*YOUR OBJECTIVE:* Please report each line of the data below that contains "BoundPhase".

**** THE DATA ****

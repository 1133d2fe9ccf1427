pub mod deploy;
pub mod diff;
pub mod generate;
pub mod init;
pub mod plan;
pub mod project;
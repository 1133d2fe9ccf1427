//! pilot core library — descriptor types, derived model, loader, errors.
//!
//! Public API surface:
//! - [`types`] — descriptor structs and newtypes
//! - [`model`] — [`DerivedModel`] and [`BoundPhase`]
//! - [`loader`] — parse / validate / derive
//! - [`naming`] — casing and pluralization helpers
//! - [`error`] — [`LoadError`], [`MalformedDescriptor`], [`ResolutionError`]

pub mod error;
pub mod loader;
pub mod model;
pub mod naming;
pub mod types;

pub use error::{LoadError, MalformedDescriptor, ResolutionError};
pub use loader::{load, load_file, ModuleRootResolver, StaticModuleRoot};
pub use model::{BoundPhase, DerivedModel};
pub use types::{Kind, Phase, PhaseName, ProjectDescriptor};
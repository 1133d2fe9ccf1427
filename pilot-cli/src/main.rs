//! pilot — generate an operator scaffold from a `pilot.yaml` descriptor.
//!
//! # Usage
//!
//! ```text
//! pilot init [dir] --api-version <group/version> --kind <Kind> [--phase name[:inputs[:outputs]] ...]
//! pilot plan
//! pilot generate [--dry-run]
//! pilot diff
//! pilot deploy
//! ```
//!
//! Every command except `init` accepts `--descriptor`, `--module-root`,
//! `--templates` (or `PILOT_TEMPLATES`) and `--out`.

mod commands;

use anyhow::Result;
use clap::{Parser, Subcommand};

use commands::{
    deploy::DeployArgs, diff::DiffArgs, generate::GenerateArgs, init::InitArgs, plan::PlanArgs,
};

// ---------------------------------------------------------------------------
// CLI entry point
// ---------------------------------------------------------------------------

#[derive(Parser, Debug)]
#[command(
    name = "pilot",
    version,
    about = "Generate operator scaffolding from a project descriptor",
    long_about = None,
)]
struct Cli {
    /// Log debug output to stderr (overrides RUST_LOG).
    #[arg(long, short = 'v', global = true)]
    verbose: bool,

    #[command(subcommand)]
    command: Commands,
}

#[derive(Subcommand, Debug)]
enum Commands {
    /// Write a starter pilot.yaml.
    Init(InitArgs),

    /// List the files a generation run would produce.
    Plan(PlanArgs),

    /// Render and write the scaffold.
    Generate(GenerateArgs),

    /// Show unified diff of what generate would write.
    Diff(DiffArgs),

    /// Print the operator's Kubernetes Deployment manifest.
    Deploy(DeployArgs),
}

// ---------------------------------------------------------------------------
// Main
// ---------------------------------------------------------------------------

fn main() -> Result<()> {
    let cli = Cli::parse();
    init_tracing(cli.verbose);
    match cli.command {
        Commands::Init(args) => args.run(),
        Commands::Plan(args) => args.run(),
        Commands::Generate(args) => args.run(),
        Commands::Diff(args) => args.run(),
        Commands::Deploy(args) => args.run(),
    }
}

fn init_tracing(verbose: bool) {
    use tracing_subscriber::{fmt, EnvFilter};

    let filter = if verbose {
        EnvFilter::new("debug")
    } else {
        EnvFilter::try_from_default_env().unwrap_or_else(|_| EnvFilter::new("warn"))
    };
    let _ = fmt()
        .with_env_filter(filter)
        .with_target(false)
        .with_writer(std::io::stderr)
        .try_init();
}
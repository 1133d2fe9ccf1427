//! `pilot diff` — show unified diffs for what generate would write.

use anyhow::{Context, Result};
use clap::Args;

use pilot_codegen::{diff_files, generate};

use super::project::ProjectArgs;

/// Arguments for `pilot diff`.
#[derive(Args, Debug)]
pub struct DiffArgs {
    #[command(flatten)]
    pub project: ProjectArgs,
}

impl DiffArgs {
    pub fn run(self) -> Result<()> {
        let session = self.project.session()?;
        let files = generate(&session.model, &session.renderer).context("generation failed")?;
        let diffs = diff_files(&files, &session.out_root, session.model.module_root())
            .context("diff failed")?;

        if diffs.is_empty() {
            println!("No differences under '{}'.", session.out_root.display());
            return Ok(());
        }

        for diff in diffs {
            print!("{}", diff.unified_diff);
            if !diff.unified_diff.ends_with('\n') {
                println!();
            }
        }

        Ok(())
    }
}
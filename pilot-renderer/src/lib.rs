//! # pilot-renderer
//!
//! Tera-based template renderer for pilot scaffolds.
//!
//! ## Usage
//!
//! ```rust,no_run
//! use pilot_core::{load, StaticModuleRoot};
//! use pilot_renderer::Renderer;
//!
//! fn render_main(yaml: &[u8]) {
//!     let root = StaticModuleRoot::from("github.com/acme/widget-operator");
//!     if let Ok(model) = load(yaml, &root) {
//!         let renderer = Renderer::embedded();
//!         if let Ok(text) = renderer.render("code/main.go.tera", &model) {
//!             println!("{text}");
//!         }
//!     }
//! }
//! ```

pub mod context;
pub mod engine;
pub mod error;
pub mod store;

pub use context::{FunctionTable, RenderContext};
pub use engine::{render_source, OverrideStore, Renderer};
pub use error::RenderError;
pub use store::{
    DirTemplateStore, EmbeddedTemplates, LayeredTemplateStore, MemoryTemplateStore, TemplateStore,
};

****

*RESPONSE:*
//! - [`model`] — [`DerivedModel`] and [`BoundPhase`]
pub use model::{BoundPhase, DerivedModel};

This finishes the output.